Elucidation of the mechanism by which (+)-acylcarnitines inhibit mitochondrial fatty acid transport

It is well established that medium and long chain (+)-acylcarnitines (i.e. fatty acid esters of the unnatural d-isomer of carnitine) inhibit the oxidation of long chain fatty acids in mammalian tissues by interfering with some component(s) of the mitochondrial carnitine palmitoyltransferase (CPT) system. However, whether their site of action is at the level of CPT I (outer membrane), CPT II (inner membrane), carnitine-acylcarnitine translocase (CACT, inner membrane), or some combination of these elements has never been resolved. We chose to readdress this question using rat liver mitochondria and employing a variety of assays that distinguish between the three enzyme activities.

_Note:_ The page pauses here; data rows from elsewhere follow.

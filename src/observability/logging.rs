//! Structured logging.
//!
//! # Responsibilities
//! - Initialize the global tracing subscriber
//! - Pick text or JSON output from config
//! - Let `RUST_LOG` override the configured level

use tracing_subscriber::{fmt, layer::SubscriberExt, util::SubscriberInitExt, EnvFilter};

use crate::config::ObservabilityConfig;

/// Default filter directive for a configured level.
pub fn default_directive(level: &str) -> String {
    let level = level.to_ascii_lowercase();
    format!("param_binder={level},tower_http={level}")
}

/// Install the global subscriber. Call once, at startup.
pub fn init(config: &ObservabilityConfig) {
    let filter = EnvFilter::try_from_default_env()
        .unwrap_or_else(|_| default_directive(&config.log_level).into());

    let registry = tracing_subscriber::registry().with(filter);
    if config.log_format == "json" {
        registry.with(fmt::layer().json()).init();
    } else {
        registry.with(fmt::layer()).init();
    }
}

#[cfg(test)]
mod tests {
    use super::*;

    #[test]
    fn test_default_directive() {
        assert_eq!(default_directive("DEBUG"), "param_binder=debug,tower_http=debug");
        assert!(default_directive("info").parse::<EnvFilter>().is_ok());
    }
}
//! Configuration schema definitions.
//!
//! All types derive Serde traits for deserialization from config files.
//! Every section has defaults so an empty file is a valid configuration.

use serde::{Deserialize, Serialize};

/// Root configuration for the service.
#[derive(Debug, Clone, Deserialize, Serialize, Default)]
#[serde(default)]
pub struct AppConfig {
    /// Listener configuration.
    pub listener: ListenerConfig,

    /// Timeout configuration.
    pub timeouts: TimeoutConfig,

    /// Request size limits.
    pub limits: LimitsConfig,

    /// Observability settings.
    pub observability: ObservabilityConfig,
}

/// Listener configuration.
#[derive(Debug, Clone, Deserialize, Serialize)]
#[serde(default)]
pub struct ListenerConfig {
    /// Bind address (e.g., "0.0.0.0:8080").
    pub bind_address: String,
}

impl Default for ListenerConfig {
    fn default() -> Self {
        Self {
            bind_address: "0.0.0.0:8080".to_string(),
        }
    }
}

/// Timeout configuration.
#[derive(Debug, Clone, Deserialize, Serialize)]
#[serde(default)]
pub struct TimeoutConfig {
    /// Request timeout (total time for request/response) in seconds.
    pub request_secs: u64,
}

impl Default for TimeoutConfig {
    fn default() -> Self {
        Self { request_secs: 30 }
    }
}

/// Request size limits.
#[derive(Debug, Clone, Deserialize, Serialize)]
#[serde(default)]
pub struct LimitsConfig {
    /// Maximum body size in bytes (form bodies included).
    pub max_body_size: usize,
}

impl Default for LimitsConfig {
    fn default() -> Self {
        Self {
            max_body_size: 2 * 1024 * 1024, // 2MB
        }
    }
}

/// Observability configuration.
#[derive(Debug, Clone, Deserialize, Serialize)]
#[serde(default)]
pub struct ObservabilityConfig {
    /// Log level (trace, debug, info, warn, error).
    pub log_level: String,

    /// Log output format ("text" or "json").
    pub log_format: String,

    /// Enable metrics endpoint.
    pub metrics_enabled: bool,

    /// Metrics endpoint bind address.
    pub metrics_address: String,
}

impl Default for ObservabilityConfig {
    fn default() -> Self {
        Self {
            log_level: "info".to_string(),
            log_format: "text".to_string(),
            metrics_enabled: false,
            metrics_address: "0.0.0.0:9090".to_string(),
        }
    }
}
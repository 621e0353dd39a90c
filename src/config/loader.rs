//! Configuration loading from disk.

use std::fs;
use std::path::Path;

use crate::config::schema::AppConfig;
use crate::config::validation::{validate_config, ValidationError};

/// Error type for configuration loading.
#[derive(Debug)]
pub enum ConfigError {
    Io(std::io::Error),
    Parse(toml::de::Error),
    Validation(Vec<ValidationError>),
}

impl std::fmt::Display for ConfigError {
    fn fmt(&self, f: &mut std::fmt::Formatter<'_>) -> std::fmt::Result {
        match self {
            ConfigError::Io(e) => write!(f, "IO error: {}", e),
            ConfigError::Parse(e) => write!(f, "Parse error: {}", e),
            ConfigError::Validation(errors) => {
                write!(f, "Validation failed: ")?;
                for (i, err) in errors.iter().enumerate() {
                    if i > 0 {
                        write!(f, ", ")?;
                    }
                    write!(f, "{}", err)?;
                }
                Ok(())
            }
        }
    }
}

impl std::error::Error for ConfigError {}

/// Parse and validate configuration from a TOML string.
pub fn parse_config(content: &str) -> Result<AppConfig, ConfigError> {
    let config: AppConfig = toml::from_str(content).map_err(ConfigError::Parse)?;
    validate_config(&config).map_err(ConfigError::Validation)?;
    Ok(config)
}

/// Load and validate configuration from a TOML file.
pub fn load_config(path: &Path) -> Result<AppConfig, ConfigError> {
    let content = fs::read_to_string(path).map_err(ConfigError::Io)?;
    parse_config(&content)
}
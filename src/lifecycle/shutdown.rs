//! Shutdown coordination.

use tokio::sync::broadcast;

/// Coordinator for graceful shutdown.
///
/// The server and any background task subscribe; one `trigger` stops them all.
#[derive(Clone)]
pub struct Shutdown {
    tx: broadcast::Sender<()>,
}

impl Shutdown {
    pub fn new() -> Self {
        let (tx, _) = broadcast::channel(1);
        Self { tx }
    }

    /// Subscribe to the shutdown signal.
    pub fn subscribe(&self) -> broadcast::Receiver<()> {
        self.tx.subscribe()
    }

    /// Trigger the shutdown signal. Returns how many subscribers were notified.
    pub fn trigger(&self) -> usize {
        self.tx.send(()).unwrap_or(0)
    }

    /// Number of subscribers still listening.
    pub fn receiver_count(&self) -> usize {
        self.tx.receiver_count()
    }
}

impl Default for Shutdown {
    fn default() -> Self {
        Self::new()
    }
}

/// Resolve once `rx` fires or its sender is gone.
pub async fn wait(mut rx: broadcast::Receiver<()>) {
    let _ = rx.recv().await;
}
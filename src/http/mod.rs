//! HTTP protocol handling subsystem.
//!
//! # Data Flow
//! ```text
//! TCP connection
//!     → server.rs (Axum setup, middleware)
//!     → request.rs (request ID, RequestFields extraction)
//!     → handlers.rs (bind, log, respond)
//!     → response.rs ("ok", or BindError → 400)
//!     → Send to client
//! ```

pub mod handlers;
pub mod request;
pub mod response;
pub mod server;

pub use request::{RequestFields, UuidRequestId, X_REQUEST_ID};
pub use server::{AppState, HttpServer, ServerError};
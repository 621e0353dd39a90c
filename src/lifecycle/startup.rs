//! Startup orchestration.
//!
//! # Responsibilities
//! - Start the metrics exporter when enabled
//! - Build the server (binding rules are checked here)
//! - Bind the listener and serve until shutdown
//!
//! # Design Decisions
//! - Fail fast: any startup error is fatal
//! - The listener binds after the rules are built

use std::net::SocketAddr;

use tokio::net::TcpListener;

use crate::config::AppConfig;
use crate::http::{HttpServer, ServerError};
use crate::lifecycle::Shutdown;
use crate::observability::metrics;

/// Start serving with `config` until `shutdown` is triggered.
pub async fn start(config: AppConfig, shutdown: &Shutdown) -> Result<(), ServerError> {
    tracing::info!(
        bind_address = %config.listener.bind_address,
        request_timeout_secs = config.timeouts.request_secs,
        max_body_size = config.limits.max_body_size,
        "Configuration loaded"
    );

    if config.observability.metrics_enabled {
        let addr = config
            .observability
            .metrics_address
            .parse::<SocketAddr>()
            .map_err(|e| {
                ServerError::Metrics(format!(
                    "invalid address '{}': {}",
                    config.observability.metrics_address, e
                ))
            })?;
        metrics::init_metrics(addr).map_err(|e| ServerError::Metrics(e.to_string()))?;
    }

    let server = HttpServer::new(config)?;
    let listener = TcpListener::bind(&server.config().listener.bind_address).await?;
    tracing::info!(address = %listener.local_addr()?, "Listening for connections");

    server.run(listener, shutdown.subscribe()).await
}

#[cfg(test)]
mod tests {
    use super::*;

    #[tokio::test]
    async fn test_bad_metrics_address_stops_startup() {
        let mut config = AppConfig::default();
        config.listener.bind_address = "127.0.0.1:0".to_string();
        config.observability.metrics_enabled = true;
        config.observability.metrics_address = "nope".to_string();

        let shutdown = Shutdown::new();
        let result = tokio::time::timeout(
            std::time::Duration::from_secs(5),
            start(config, &shutdown),
        )
        .await
        .expect("startup should return instead of serving");

        match result {
            Err(ServerError::Metrics(msg)) => assert!(msg.contains("nope"), "{msg}"),
            other => panic!("expected metrics error, got {other:?}"),
        }
    }
}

The effect on each of (+)-acetylcarnitine, (+)-hexanoylcarnitine, (+)-octanoylcarnitine, (+)-decanoylcarnitine, and (+)-palmitoylcarnitine was examined. Contrary to longstanding belief, none of these agents was found to impact significantly upon the activity of CPT I or CPT II. Whereas (+)-acetylcarnitine also failed to influence CACT, both (+)-octanoylcarnitine and (+)-palmitoylcarnitine strongly inhibited this enzyme with a similar IC(50) value ( approximately 35 microm) under the assay conditions employed. Remarkably, (+)-decanoylcarnitine was even more potent (IC(50) approximately 5 microm), whereas (+)-hexanoylcarnitine was far less potent (IC(50) >200 microm). These findings resolve a 35-year-old puzzle by establishing unambiguously that medium and long chain (+)-acylcarnitines suppress mitochondrial fatty acid transport solely through the inhibition of the CACT component. They also reveal a surprising rank order of potency among the various (+)-acylcarnitines in this respect and should prove useful in the design of future experiments in which selective blockade of CACT is desired.